Espagne oblige, plusieurs galeries commémorent à leur façon le cinquantenaire de la disparition de Picasso. Ainsi, la galerie Max Estrella avec une cabane-refuge d’Eugenio Ampudia recouverte d’une reproduction à taille réelle de Guernica, qui se veut aussi une allusion directe au conflit russo-ukrainien (60 000 euros)… De l’autre côté de l’allée, chez ADN Galeria, un gisant représente l’artiste catalan dans l’une de ses tenues les plus familières, allongé sur son lit de mort, par Eugenio Merino, artiste qui a déjà fait beaucoup parler de lui en 2010 à l’Arco.

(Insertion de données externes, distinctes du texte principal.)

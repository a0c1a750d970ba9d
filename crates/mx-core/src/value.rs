//! Typed scalar values carried through tables and queries

use std::cmp::Ordering;
use std::fmt;

use ordered_float::OrderedFloat;
use serde::{Deserialize, Serialize};

/// A single typed value in a record or table cell.
///
/// A missing value is represented by the field being absent from its
/// record, never by a dedicated variant.
#[derive(Debug, Clone, PartialEq, Serialize, Deserialize)]
#[serde(untagged)]
pub enum Scalar {
    /// UTF-8 text (titles, type tags)
    Text(String),
    /// Signed integer (years, vote counts)
    Int(i64),
    /// Floating point (ratings, money)
    Float(f64),
}

impl Scalar {
    /// Numeric view of the value, if it has one.
    pub fn as_f64(&self) -> Option<f64> {
        match self {
            Scalar::Int(v) => Some(*v as f64),
            Scalar::Float(v) => Some(*v),
            Scalar::Text(_) => None,
        }
    }

    /// Integer view of the value. Floats only convert when they are whole.
    pub fn as_i64(&self) -> Option<i64> {
        match self {
            Scalar::Int(v) => Some(*v),
            Scalar::Float(v) if v.fract() == 0.0 => Some(*v as i64),
            _ => None,
        }
    }

    /// Text view of the value, if it is text.
    pub fn as_str(&self) -> Option<&str> {
        match self {
            Scalar::Text(s) => Some(s),
            _ => None,
        }
    }

    /// Short type tag used in diagnostics.
    pub fn type_name(&self) -> &'static str {
        match self {
            Scalar::Text(_) => "text",
            Scalar::Int(_) => "int",
            Scalar::Float(_) => "float",
        }
    }

    /// Compare two scalars of compatible types.
    ///
    /// Numeric values compare across `Int`/`Float`; text compares with
    /// text. Returns `None` for incompatible types, which callers treat
    /// as a shape mismatch rather than inventing an order.
    pub fn compare(&self, other: &Scalar) -> Option<Ordering> {
        match (self, other) {
            (Scalar::Text(a), Scalar::Text(b)) => Some(a.cmp(b)),
            (a, b) => {
                let (a, b) = (a.as_f64()?, b.as_f64()?);
                Some(OrderedFloat(a).cmp(&OrderedFloat(b)))
            }
        }
    }
}

impl fmt::Display for Scalar {
    fn fmt(&self, f: &mut fmt::Formatter<'_>) -> fmt::Result {
        match self {
            Scalar::Text(s) => f.write_str(s),
            Scalar::Int(v) => write!(f, "{}", v),
            Scalar::Float(v) => write!(f, "{}", v),
        }
    }
}

impl From<&str> for Scalar {
    fn from(value: &str) -> Self {
        Scalar::Text(value.to_owned())
    }
}

impl From<String> for Scalar {
    fn from(value: String) -> Self {
        Scalar::Text(value)
    }
}

impl From<i64> for Scalar {
    fn from(value: i64) -> Self {
        Scalar::Int(value)
    }
}

impl From<f64> for Scalar {
    fn from(value: f64) -> Self {
        Scalar::Float(value)
    }
}

#[cfg(test)]
mod tests {
    use super::*;

    #[test]
    fn test_numeric_comparison_across_types() {
        assert_eq!(
            Scalar::Int(3).compare(&Scalar::Float(3.5)),
            Some(Ordering::Less)
        );
        assert_eq!(
            Scalar::Float(10.0).compare(&Scalar::Int(10)),
            Some(Ordering::Equal)
        );
    }

    #[test]
    fn test_text_and_number_do_not_compare() {
        assert_eq!(Scalar::Text("2020".into()).compare(&Scalar::Int(2020)), None);
    }

    #[test]
    fn test_integer_view_of_whole_float() {
        assert_eq!(Scalar::Float(2021.0).as_i64(), Some(2021));
        assert_eq!(Scalar::Float(7.5).as_i64(), None);
    }

    #[test]
    fn test_serializes_untagged() {
        assert_eq!(serde_json::to_string(&Scalar::Int(2020)).unwrap(), "2020");
        assert_eq!(
            serde_json::to_string(&Scalar::Text("Dune".into())).unwrap(),
            "\"Dune\""
        );
    }
}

Comptez cette fois 45 000 euros l’édition de trois, le numéro 1 ayant été vendu précédemment à une collection mexicaine. « Nous avons eu plus de ventes et vu bien plus de monde que les années précédentes », confie le galeriste, qui a cédé des pièces à des Espagnols, une célèbre collectionneuse bruxelloise ou encore à un collectionneur allemand.
De son côté, Ceysson & Bénétière a vendu une œuvre de Wilfrid Almendra, et reçu un vif intérêt de la part d’institutions et de curateurs pour cet artiste et pour Aurélie Pétrel, et rencontré des collectionneurs espagnols en nombre, mais aussi des Belges, des Anglais et des Français.
Offrant une grande diversité de pratiques et d’artistes, avec 214 galeries aux stands vastes et soignés, cette édition d’Arco accueille toutefois à nouveau peu de méga galeries en raison du plafond de verre qui demeure pour les œuvres les plus chères. Le salon peut compter cette année sur David Zwirner et le fidèle Thaddaeus Ropac. La première a cédé entre autres une œuvre de Lucas Arruda, qui bénéficie en ce moment d’une exposition présentée par la Fundación Sandretto Re Rebaudengo Madrid à l’Ateneo de Madrid, curatée par Hans Ulrich Obrist. Cependant, la foire a trouvé une solution intelligente pour faire participer de bonnes galeries habituées de la foire Art Basel : elles ont été invitées gracieusement dans l’intéressant focus sur la scène méditerranéenne, à l’image de la galerie Mennour qui présente trois sculptures murales de Mohamed Bourouissa. Le galeriste parisien, heureux d’avoir rencontré des représentants d’importantes institutions internationales, salue cette présentation « digne d’une Kunsthalle ». En attendant de prendre un stand l’année prochaine ?
ARCOmadrid, jusqu’au 26 février 2023, Ifema, av. del Partenón, 5, 28042 Madrid, Espagne.